Barentsburg, Russische Bergbausiedlung in Grønfjorden, Svalbard, Norwegen.
Barentsburg ist eine russische Bergarbeitersiedlung am Grønfjorden auf Spitzbergen in Norwegen. Die Wohnhäuser aus Holz und Beton stehen neben Versorgungsgebäuden, Industrieanlagen zur Kohlegewinnung und einem Forschungszentrum nahe der Küste.
Eine niederländische Firma gründete den Ort 1920 und verkaufte ihn später an ein sowjetisches Unternehmen, das 1932 die Kontrolle übernahm. Die Kohleförderung blieb seitdem die wirtschaftliche Grundlage der Siedlung.
Die Ortschaft trägt den Namen des niederländischen Seefahrers Willem Barentsz, der im 16. Jahrhundert in diese Region segelte. Heute leben hier Bewohner aus Russland und der Ukraine, die in einem eigenen Schulgebäude, einem Kindergarten und einem Kulturhaus zusammenkommen.

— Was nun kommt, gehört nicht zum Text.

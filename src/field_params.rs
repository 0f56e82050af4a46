use serde::{Deserialize, Serialize};

// Which per-particle channels the state store carries. Channels are always a
// prefix of position, velocity, jitter, weight.
#[derive(Debug, Serialize, Deserialize, Clone, Copy, PartialEq, Eq)]
pub enum ChannelLayout {
    PositionVelocity,
    WithJitter,
    WithJitterAndWeight,
}

impl ChannelLayout {
    pub fn channel_count(&self) -> usize {
        match self {
            ChannelLayout::PositionVelocity => 2,
            ChannelLayout::WithJitter => 3,
            ChannelLayout::WithJitterAndWeight => 4,
        }
    }

    pub fn has_jitter(&self) -> bool {
        self.channel_count() > crate::shader_util::JITTER_CHANNEL
    }

    pub fn has_weight(&self) -> bool {
        self.channel_count() > crate::shader_util::WEIGHT_CHANNEL
    }
}

impl Default for ChannelLayout {
    fn default() -> Self {
        ChannelLayout::PositionVelocity
    }
}

// Persistent, user-configured parameters of the particle field.
#[derive(Debug, Serialize, Deserialize, Clone, PartialEq)]
#[serde(default)]
pub struct FieldParams {
    pub particle_count: usize,
    pub channels: ChannelLayout,
    pub particle_color: [f32; 4],
    pub resize_debounce_ms: u64,

    pub velocity_damping: f32,
    pub force_multiplier: f32,
    pub max_velocity: f32,
    pub particle_size: f32,
    pub jitter_strength: f32,
    pub jitter_smoothing: f32,
    pub speed_threshold: f32,
    pub min_weight: f32,
    pub max_weight: f32,
    pub field1_multiplier: f32,
    pub field2_multiplier: f32,
    // Added to the sampled field. Use -0.5 for fields stored in [0, 1].
    pub field1_value_offset: f32,
    pub field2_value_offset: f32,
}

impl Default for FieldParams {
    fn default() -> Self {
        FieldParams {
            particle_count: 250_000,
            channels: ChannelLayout::default(),
            particle_color: [0.5, 0.3, 1.0, 0.7],
            resize_debounce_ms: 300,
            velocity_damping: 0.997,
            force_multiplier: 0.02,
            max_velocity: 0.01,
            particle_size: 2.0,
            jitter_strength: 0.0,
            jitter_smoothing: 0.1,
            speed_threshold: 0.0,
            min_weight: 0.5,
            max_weight: 2.0,
            field1_multiplier: 1.0,
            field2_multiplier: 1.0,
            field1_value_offset: 0.0,
            field2_value_offset: 0.0,
        }
    }
}

// Optional per-frame replacements for the tunable parameters. A set value
// wins over the configured one for as long as it stays set.
#[derive(Debug, Default, Serialize, Deserialize, Clone, Copy, PartialEq)]
#[serde(default)]
pub struct ParamOverrides {
    pub velocity_damping: Option<f32>,
    pub force_multiplier: Option<f32>,
    pub max_velocity: Option<f32>,
    pub particle_size: Option<f32>,
    pub jitter_strength: Option<f32>,
    pub jitter_smoothing: Option<f32>,
    pub speed_threshold: Option<f32>,
    pub min_weight: Option<f32>,
    pub max_weight: Option<f32>,
    pub field1_multiplier: Option<f32>,
    pub field2_multiplier: Option<f32>,
    pub field1_value_offset: Option<f32>,
    pub field2_value_offset: Option<f32>,
}

impl ParamOverrides {
    pub fn is_empty(&self) -> bool {
        *self == ParamOverrides::default()
    }
}

impl FieldParams {
    // The values in effect for a frame. `self` is left untouched.
    pub fn with_overrides(&self, overrides: &ParamOverrides) -> FieldParams {
        FieldParams {
            velocity_damping: overrides.velocity_damping.unwrap_or(self.velocity_damping),
            force_multiplier: overrides.force_multiplier.unwrap_or(self.force_multiplier),
            max_velocity: overrides.max_velocity.unwrap_or(self.max_velocity),
            particle_size: overrides.particle_size.unwrap_or(self.particle_size),
            jitter_strength: overrides.jitter_strength.unwrap_or(self.jitter_strength),
            jitter_smoothing: overrides.jitter_smoothing.unwrap_or(self.jitter_smoothing),
            speed_threshold: overrides.speed_threshold.unwrap_or(self.speed_threshold),
            min_weight: overrides.min_weight.unwrap_or(self.min_weight),
            max_weight: overrides.max_weight.unwrap_or(self.max_weight),
            field1_multiplier: overrides.field1_multiplier.unwrap_or(self.field1_multiplier),
            field2_multiplier: overrides.field2_multiplier.unwrap_or(self.field2_multiplier),
            field1_value_offset: overrides
                .field1_value_offset
                .unwrap_or(self.field1_value_offset),
            field2_value_offset: overrides
                .field2_value_offset
                .unwrap_or(self.field2_value_offset),
            ..self.clone()
        }
    }

    pub fn resize_debounce(&self) -> std::time::Duration {
        std::time::Duration::from_millis(self.resize_debounce_ms)
    }

    // Point size used for the overlay rendering style.
    pub fn small_particle_size(&self) -> f32 {
        (self.particle_size / 12.0).min(1.0)
    }
}

impl std::str::FromStr for FieldParams {
    type Err = toml::de::Error;
    fn from_str(serialized: &str) -> Result<Self, Self::Err> {
        let params = toml::from_str(serialized)?;
        Ok(params)
    }
}

pub fn get_field_config_from_default_file() -> FieldParams {
    let config_data = include_str!("../field_config.toml");
    match config_data.parse() {
        Ok(params) => params,
        Err(e) => {
            log::error!(
                "Failed to parse config file({}): {:?}",
                "../field_config.toml",
                e
            );
            FieldParams::default()
        }
    }
}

Schiffe fahren im Sommer von Longyearbyen hierher, während im Winter Motorschlittentouren die Anreise ermöglichen. Die Lage am Wasser erleichtert die Ankunft per Boot, und viele Gebäude sind zu Fuß erreichbar.
Die Siedlung beherbergt eines der beiden russischen Konsulate in Norwegen sowie eine Statue Lenins vor dem Verwaltungsgebäude. In der Kohlemine arbeiten noch heute Bergleute unter der Fjordoberfläche.